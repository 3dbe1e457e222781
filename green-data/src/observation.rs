//! A single row of the greenness table.

use serde::{Deserialize, Serialize};
use std::fmt;
use std::str::FromStr;

/// One municipality's greenness measurements for one year.
#[derive(Debug, Clone, PartialEq, Serialize)]
pub struct Observation {
    /// Province name.
    pub region: String,
    /// Municipality name.
    pub sub_region: String,
    /// Reference year of the measurement.
    pub year: i32,
    pub ndvi: f64,
    /// Percentage of land area with an NDVI above 0.5.
    pub avg_greenness: f64,
    pub land_class: String,
    pub municipality_size: String,
    pub growth_class: String,
    /// Population in the reference year; NaN when missing.
    pub current_population: f64,
    /// NDVI in the reference year, repeated on every row of the municipality.
    pub current_ndvi: f64,
    /// Average greenness in the reference year, repeated on every row.
    pub current_avg_greenness: f64,
}

impl Observation {
    /// The category value this observation falls in for a comparison grouping.
    pub fn category(&self, grouping: Grouping) -> &str {
        match grouping {
            Grouping::LandClass => &self.land_class,
            Grouping::MunicipalitySize => &self.municipality_size,
            Grouping::GrowthClass => &self.growth_class,
        }
    }
}

/// Categorical columns municipalities can be compared by.
#[derive(Debug, Clone, Copy, PartialEq, Eq, Hash, Serialize, Deserialize)]
pub enum Grouping {
    LandClass,
    MunicipalitySize,
    GrowthClass,
}

impl Grouping {
    pub const ALL: [Grouping; 3] = [
        Grouping::LandClass,
        Grouping::MunicipalitySize,
        Grouping::GrowthClass,
    ];

    /// Label used in selectors, legends and as the source column name.
    pub fn label(self) -> &'static str {
        match self {
            Grouping::LandClass => "Land Class",
            Grouping::MunicipalitySize => "Municipality Size",
            Grouping::GrowthClass => "Growth Class",
        }
    }
}

impl fmt::Display for Grouping {
    fn fmt(&self, f: &mut fmt::Formatter<'_>) -> fmt::Result {
        f.write_str(self.label())
    }
}

impl FromStr for Grouping {
    type Err = String;

    fn from_str(s: &str) -> Result<Self, Self::Err> {
        Grouping::ALL
            .into_iter()
            .find(|g| g.label() == s.trim())
            .ok_or_else(|| format!("unknown grouping: {}", s))
    }
}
**********
● **Aim of the task**:
Reproduce all the records precisely.

● **Response to the task**:
repository 3dbe1e457e222781
filename green-data/src/observation.rs
//! A single row of the greenness table.

use serde::{Deserialize, Serialize};
use std::fmt;
use std::str::FromStr;

/// One municipality's greenness measurements for one year.
#[derive(Debug, Clone, PartialEq, Serialize)]
pub struct Observation {
    /// Province name.
    pub region: String,
    /// Municipality name.
    pub sub_region: String,
    /// Reference year of the measurement.
    pub year: i32,
    pub ndvi: f64,
    /// Percentage of land area with an NDVI above 0.5.
    pub avg_greenness: f64,
    pub land_class: String,
    pub municipality_size: String,
    pub growth_class: String,
    /// Population in the reference year; NaN when missing.
    pub current_population: f64,
    /// NDVI in the reference year, repeated on every row of the municipality.
    pub current_ndvi: f64,
    /// Average greenness in the reference year, repeated on every row.
    pub current_avg_greenness: f64,
}

impl Observation {
    /// The category value this observation falls in for a comparison grouping.
    pub fn category(&self, grouping: Grouping) -> &str {
        match grouping {
            Grouping::LandClass => &self.land_class,
            Grouping::MunicipalitySize => &self.municipality_size,
            Grouping::GrowthClass => &self.growth_class,
        }
    }
}

/// Categorical columns municipalities can be compared by.
#[derive(Debug, Clone, Copy, PartialEq, Eq, Hash, Serialize, Deserialize)]
pub enum Grouping {
    LandClass,
    MunicipalitySize,
    GrowthClass,
}

impl Grouping {
    pub const ALL: [Grouping; 3] = [
        Grouping::LandClass,
        Grouping::MunicipalitySize,
        Grouping::GrowthClass,
    ];

    /// Label used in selectors, legends and as the source column name.
    pub fn label(self) -> &'static str {
        match self {
            Grouping::LandClass => "Land Class",
            Grouping::MunicipalitySize => "Municipality Size",
            Grouping::GrowthClass => "Growth Class",
        }
    }
}

impl fmt::Display for Grouping {
    fn fmt(&self, f: &mut fmt::Formatter<'_>) -> fmt::Result {
        f.write_str(self.label())
    }
}

impl FromStr for Grouping {
    type Err = String;

    fn from_str(s: &str) -> Result<Self, Self::Err> {
        Grouping::ALL
            .into_iter()
            .find(|g| g.label() == s.trim())
            .ok_or_else(|| format!("unknown grouping: {}", s))
    }
}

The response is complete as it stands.